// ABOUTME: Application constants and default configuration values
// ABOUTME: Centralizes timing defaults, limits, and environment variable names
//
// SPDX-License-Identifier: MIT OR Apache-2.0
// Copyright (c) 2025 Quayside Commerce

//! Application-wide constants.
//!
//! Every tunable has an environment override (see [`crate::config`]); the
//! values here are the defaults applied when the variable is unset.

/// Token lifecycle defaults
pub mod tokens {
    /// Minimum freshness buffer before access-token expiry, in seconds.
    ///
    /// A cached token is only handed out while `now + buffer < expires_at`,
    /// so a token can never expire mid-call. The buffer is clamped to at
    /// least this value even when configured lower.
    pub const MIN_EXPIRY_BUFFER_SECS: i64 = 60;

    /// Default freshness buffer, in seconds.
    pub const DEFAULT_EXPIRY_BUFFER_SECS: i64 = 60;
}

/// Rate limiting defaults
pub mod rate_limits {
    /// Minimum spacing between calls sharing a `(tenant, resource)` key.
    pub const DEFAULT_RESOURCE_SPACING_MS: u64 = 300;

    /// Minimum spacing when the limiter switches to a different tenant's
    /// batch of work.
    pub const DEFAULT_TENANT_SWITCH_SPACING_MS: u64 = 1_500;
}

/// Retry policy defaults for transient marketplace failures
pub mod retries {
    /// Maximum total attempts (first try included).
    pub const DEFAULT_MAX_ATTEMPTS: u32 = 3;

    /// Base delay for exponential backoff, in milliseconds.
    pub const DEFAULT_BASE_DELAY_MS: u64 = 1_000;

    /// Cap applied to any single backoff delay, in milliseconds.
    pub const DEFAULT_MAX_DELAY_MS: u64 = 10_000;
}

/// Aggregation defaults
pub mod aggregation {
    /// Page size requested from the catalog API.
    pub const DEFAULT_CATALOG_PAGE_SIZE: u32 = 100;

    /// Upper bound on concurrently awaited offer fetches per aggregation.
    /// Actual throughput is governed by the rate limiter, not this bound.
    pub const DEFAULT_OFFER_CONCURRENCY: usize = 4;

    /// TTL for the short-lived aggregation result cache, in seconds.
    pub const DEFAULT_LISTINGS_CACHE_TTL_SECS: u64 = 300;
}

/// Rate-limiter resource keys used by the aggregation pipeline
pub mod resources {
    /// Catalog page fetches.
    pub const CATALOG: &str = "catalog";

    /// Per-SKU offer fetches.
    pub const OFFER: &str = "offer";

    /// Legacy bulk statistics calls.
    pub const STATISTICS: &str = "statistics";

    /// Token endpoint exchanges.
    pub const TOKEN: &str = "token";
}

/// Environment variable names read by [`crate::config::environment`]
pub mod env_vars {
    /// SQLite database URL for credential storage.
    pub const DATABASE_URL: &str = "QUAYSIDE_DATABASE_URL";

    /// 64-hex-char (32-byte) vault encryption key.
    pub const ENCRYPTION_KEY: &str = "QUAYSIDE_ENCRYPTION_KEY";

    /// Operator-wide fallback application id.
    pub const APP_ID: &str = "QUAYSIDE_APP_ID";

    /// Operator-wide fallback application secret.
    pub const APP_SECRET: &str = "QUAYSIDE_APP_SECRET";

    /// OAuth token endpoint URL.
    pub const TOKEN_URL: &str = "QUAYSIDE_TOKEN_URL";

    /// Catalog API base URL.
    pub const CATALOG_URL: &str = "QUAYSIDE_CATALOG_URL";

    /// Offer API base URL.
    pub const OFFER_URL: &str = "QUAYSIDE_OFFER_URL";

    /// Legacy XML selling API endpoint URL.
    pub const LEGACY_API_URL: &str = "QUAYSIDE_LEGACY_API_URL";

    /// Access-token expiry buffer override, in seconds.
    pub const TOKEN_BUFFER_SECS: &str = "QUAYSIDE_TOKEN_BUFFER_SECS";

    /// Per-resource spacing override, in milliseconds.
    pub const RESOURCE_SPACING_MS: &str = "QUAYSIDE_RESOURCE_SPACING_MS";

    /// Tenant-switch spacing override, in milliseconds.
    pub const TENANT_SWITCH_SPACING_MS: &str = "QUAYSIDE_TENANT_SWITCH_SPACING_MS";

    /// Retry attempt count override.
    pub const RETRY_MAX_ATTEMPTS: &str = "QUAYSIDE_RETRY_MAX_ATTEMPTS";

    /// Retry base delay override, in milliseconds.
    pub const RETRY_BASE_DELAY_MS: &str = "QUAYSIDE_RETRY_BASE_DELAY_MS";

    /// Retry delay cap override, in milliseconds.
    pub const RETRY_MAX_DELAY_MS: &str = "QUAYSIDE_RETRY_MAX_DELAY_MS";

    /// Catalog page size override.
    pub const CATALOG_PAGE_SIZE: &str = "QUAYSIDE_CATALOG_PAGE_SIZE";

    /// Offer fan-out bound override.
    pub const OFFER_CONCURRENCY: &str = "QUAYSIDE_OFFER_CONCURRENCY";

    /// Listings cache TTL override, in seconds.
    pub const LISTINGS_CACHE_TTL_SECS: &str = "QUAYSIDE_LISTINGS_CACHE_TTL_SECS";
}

- - - - -

No line may be altered or left out when the data is written out.

▸ SOLUTION TO THE PROBLEM
// ABOUTME: Application constants and default configuration values
// ABOUTME: Centralizes timing defaults, limits, and environment variable names
//
// SPDX-License-Identifier: MIT OR Apache-2.0
// Copyright (c) 2025 Quayside Commerce

//! Application-wide constants.
//!
//! Every tunable has an environment override (see [`crate::config`]); the
//! values here are the defaults applied when the variable is unset.

/// Token lifecycle defaults
pub mod tokens {
    /// Minimum freshness buffer before access-token expiry, in seconds.
    ///
    /// A cached token is only handed out while `now + buffer < expires_at`,
    /// so a token can never expire mid-call. The buffer is clamped to at
    /// least this value even when configured lower.
    pub const MIN_EXPIRY_BUFFER_SECS: i64 = 60;

    /// Default freshness buffer, in seconds.
    pub const DEFAULT_EXPIRY_BUFFER_SECS: i64 = 60;
}

/// Rate limiting defaults
pub mod rate_limits {
    /// Minimum spacing between calls sharing a `(tenant, resource)` key.
    pub const DEFAULT_RESOURCE_SPACING_MS: u64 = 300;

    /// Minimum spacing when the limiter switches to a different tenant's
    /// batch of work.
    pub const DEFAULT_TENANT_SWITCH_SPACING_MS: u64 = 1_500;
}

/// Retry policy defaults for transient marketplace failures
pub mod retries {
    /// Maximum total attempts (first try included).
    pub const DEFAULT_MAX_ATTEMPTS: u32 = 3;

    /// Base delay for exponential backoff, in milliseconds.
    pub const DEFAULT_BASE_DELAY_MS: u64 = 1_000;

    /// Cap applied to any single backoff delay, in milliseconds.
    pub const DEFAULT_MAX_DELAY_MS: u64 = 10_000;
}

/// Aggregation defaults
pub mod aggregation {
    /// Page size requested from the catalog API.
    pub const DEFAULT_CATALOG_PAGE_SIZE: u32 = 100;

    /// Upper bound on concurrently awaited offer fetches per aggregation.
    /// Actual throughput is governed by the rate limiter, not this bound.
    pub const DEFAULT_OFFER_CONCURRENCY: usize = 4;

    /// TTL for the short-lived aggregation result cache, in seconds.
    pub const DEFAULT_LISTINGS_CACHE_TTL_SECS: u64 = 300;
}

/// Rate-limiter resource keys used by the aggregation pipeline
pub mod resources {
    /// Catalog page fetches.
    pub const CATALOG: &str = "catalog";

    /// Per-SKU offer fetches.
    pub const OFFER: &str = "offer";

    /// Legacy bulk statistics calls.
    pub const STATISTICS: &str = "statistics";

    /// Token endpoint exchanges.
    pub const TOKEN: &str = "token";
}

/// Environment variable names read by [`crate::config::environment`]
pub mod env_vars {
    /// SQLite database URL for credential storage.
    pub const DATABASE_URL: &str = "QUAYSIDE_DATABASE_URL";

    /// 64-hex-char (32-byte) vault encryption key.
    pub const ENCRYPTION_KEY: &str = "QUAYSIDE_ENCRYPTION_KEY";

    /// Operator-wide fallback application id.
    pub const APP_ID: &str = "QUAYSIDE_APP_ID";

    /// Operator-wide fallback application secret.
    pub const APP_SECRET: &str = "QUAYSIDE_APP_SECRET";

    /// OAuth token endpoint URL.
    pub const TOKEN_URL: &str = "QUAYSIDE_TOKEN_URL";

    /// Catalog API base URL.
    pub const CATALOG_URL: &str = "QUAYSIDE_CATALOG_URL";

    /// Offer API base URL.
    pub const OFFER_URL: &str = "QUAYSIDE_OFFER_URL";

    /// Legacy XML selling API endpoint URL.
    pub const LEGACY_API_URL: &str = "QUAYSIDE_LEGACY_API_URL";

    /// Access-token expiry buffer override, in seconds.
    pub const TOKEN_BUFFER_SECS: &str = "QUAYSIDE_TOKEN_BUFFER_SECS";

    /// Per-resource spacing override, in milliseconds.
    pub const RESOURCE_SPACING_MS: &str = "QUAYSIDE_RESOURCE_SPACING_MS";

    /// Tenant-switch spacing override, in milliseconds.
    pub const TENANT_SWITCH_SPACING_MS: &str = "QUAYSIDE_TENANT_SWITCH_SPACING_MS";

    /// Retry attempt count override.
    pub const RETRY_MAX_ATTEMPTS: &str = "QUAYSIDE_RETRY_MAX_ATTEMPTS";

    /// Retry base delay override, in milliseconds.
    pub const RETRY_BASE_DELAY_MS: &str = "QUAYSIDE_RETRY_BASE_DELAY_MS";

    /// Retry delay cap override, in milliseconds.
    pub const RETRY_MAX_DELAY_MS: &str = "QUAYSIDE_RETRY_MAX_DELAY_MS";

    /// Catalog page size override.
    pub const CATALOG_PAGE_SIZE: &str = "QUAYSIDE_CATALOG_PAGE_SIZE";

    /// Offer fan-out bound override.
    pub const OFFER_CONCURRENCY: &str = "QUAYSIDE_OFFER_CONCURRENCY";

    /// Listings cache TTL override, in seconds.
    pub const LISTINGS_CACHE_TTL_SECS: &str = "QUAYSIDE_LISTINGS_CACHE_TTL_SECS";
}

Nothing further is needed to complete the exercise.